Listed records:

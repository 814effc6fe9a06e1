//! Transport-level error types.

use thiserror::Error;

use crate::codec::JsonRpcError;

/// Errors that can occur during an RPC transport operation.
///
/// `Clone` so that a single batch failure can be handed to every caller that
/// joined the window.
#[derive(Debug, Clone, Error)]
pub enum TransportError {
    /// Invalid construction parameters (batch limits, malformed URL, ...).
    #[error("configuration error: {0}")]
    Config(String),

    /// HTTP request failed (connection refused, timeout, bad status, etc.).
    #[error("HTTP error: {0}")]
    Http(String),

    /// WebSocket dial/send/receive error.
    #[error("WebSocket error: {0}")]
    WebSocket(String),

    /// The wire payload could not be understood.
    #[error("protocol error: {0}")]
    Protocol(String),

    /// JSON-RPC error object returned by the node.
    #[error("RPC error {}: {}", .0.code, .0.message)]
    Rpc(JsonRpcError),

    /// The node's VM failed to execute the call (code `-32015`).
    #[error("VM execution error {details}")]
    VmExecution { code: i64, details: String },

    /// The node answered with a `null` result.
    #[error("Result is null")]
    NilResult,

    /// The duplex connection has been torn down (or was never started).
    #[error("Websocket connection closed")]
    ConnectionClosed,

    /// Subscriptions require a duplex transport.
    #[error("subscriptions not supported over http, please use websockets")]
    SubscriptionsUnsupported,

    /// A payload or result could not be deserialized.
    #[error("Deserialization error: {0}")]
    Deserialization(String),
}

impl From<serde_json::Error> for TransportError {
    fn from(e: serde_json::Error) -> Self {
        Self::Deserialization(e.to_string())
    }
}

impl TransportError {
    /// Returns `true` if this error is transient at the transport level.
    ///
    /// Nothing in this workspace retries on it; callers own retry policy.
    pub fn is_retryable(&self) -> bool {
        matches!(self, Self::Http(_) | Self::WebSocket(_))
    }

    /// Returns `true` if this is a node-side execution error.
    pub fn is_execution_error(&self) -> bool {
        matches!(self, Self::Rpc(_) | Self::VmExecution { .. })
    }

    /// Returns `true` if the connection this call was using is gone.
    pub fn is_connection_closed(&self) -> bool {
        matches!(self, Self::ConnectionClosed)
    }
}

#[cfg(test)]
mod tests {
    use super::*;

    #[test]
    fn classification_helpers() {
        assert!(TransportError::Http("refused".into()).is_retryable());
        assert!(TransportError::WebSocket("reset".into()).is_retryable());
        assert!(!TransportError::NilResult.is_retryable());
        assert!(TransportError::VmExecution { code: -32015, details: "revert".into() }
            .is_execution_error());
        assert!(TransportError::ConnectionClosed.is_connection_closed());
    }

    #[test]
    fn vm_error_message_carries_details() {
        let e = TransportError::VmExecution {
            code: -32015,
            details: "Reverted 0x".into(),
        };
        assert_eq!(e.to_string(), "VM execution error Reverted 0x");
    }
}
//! Loaders turn one logical call into wire traffic.

use std::sync::Arc;

use async_trait::async_trait;

use ethwire_core::codec::JsonRpcRequest;
use ethwire_core::error::TransportError;

use crate::fetch::Fetch;

/// Resolve a request to the raw bytes of its response message.
#[async_trait]
pub trait Loader: Send + Sync + 'static {
    async fn load(&self, req: JsonRpcRequest) -> Result<Vec<u8>, TransportError>;
}

/// Exactly one round-trip per call, no coalescing.
pub struct SyncLoader {
    fetch: Arc<dyn Fetch>,
}

impl SyncLoader {
    pub fn new(fetch: Arc<dyn Fetch>) -> Self {
        Self { fetch }
    }
}

#[async_trait]
impl Loader for SyncLoader {
    async fn load(&self, req: JsonRpcRequest) -> Result<Vec<u8>, TransportError> {
        let payload = req.encode()?;
        self.fetch.fetch(payload).await
    }
}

Problem details: Lines from the one containing "let e = TransportError::VmExecution" through the end of the entries above must be copied exactly; include both ends and no other lines.

Finished exercise:
        let e = TransportError::VmExecution {
            code: -32015,
            details: "Reverted 0x".into(),
        };
        assert_eq!(e.to_string(), "VM execution error Reverted 0x");
    }
}
//! Loaders turn one logical call into wire traffic.

use std::sync::Arc;

use async_trait::async_trait;

use ethwire_core::codec::JsonRpcRequest;
use ethwire_core::error::TransportError;

use crate::fetch::Fetch;

/// Resolve a request to the raw bytes of its response message.
#[async_trait]
pub trait Loader: Send + Sync + 'static {
    async fn load(&self, req: JsonRpcRequest) -> Result<Vec<u8>, TransportError>;
}

/// Exactly one round-trip per call, no coalescing.
pub struct SyncLoader {
    fetch: Arc<dyn Fetch>,
}

impl SyncLoader {
    pub fn new(fetch: Arc<dyn Fetch>) -> Self {
        Self { fetch }
    }
}

#[async_trait]
impl Loader for SyncLoader {
    async fn load(&self, req: JsonRpcRequest) -> Result<Vec<u8>, TransportError> {
        let payload = req.encode()?;
        self.fetch.fetch(payload).await
    }
}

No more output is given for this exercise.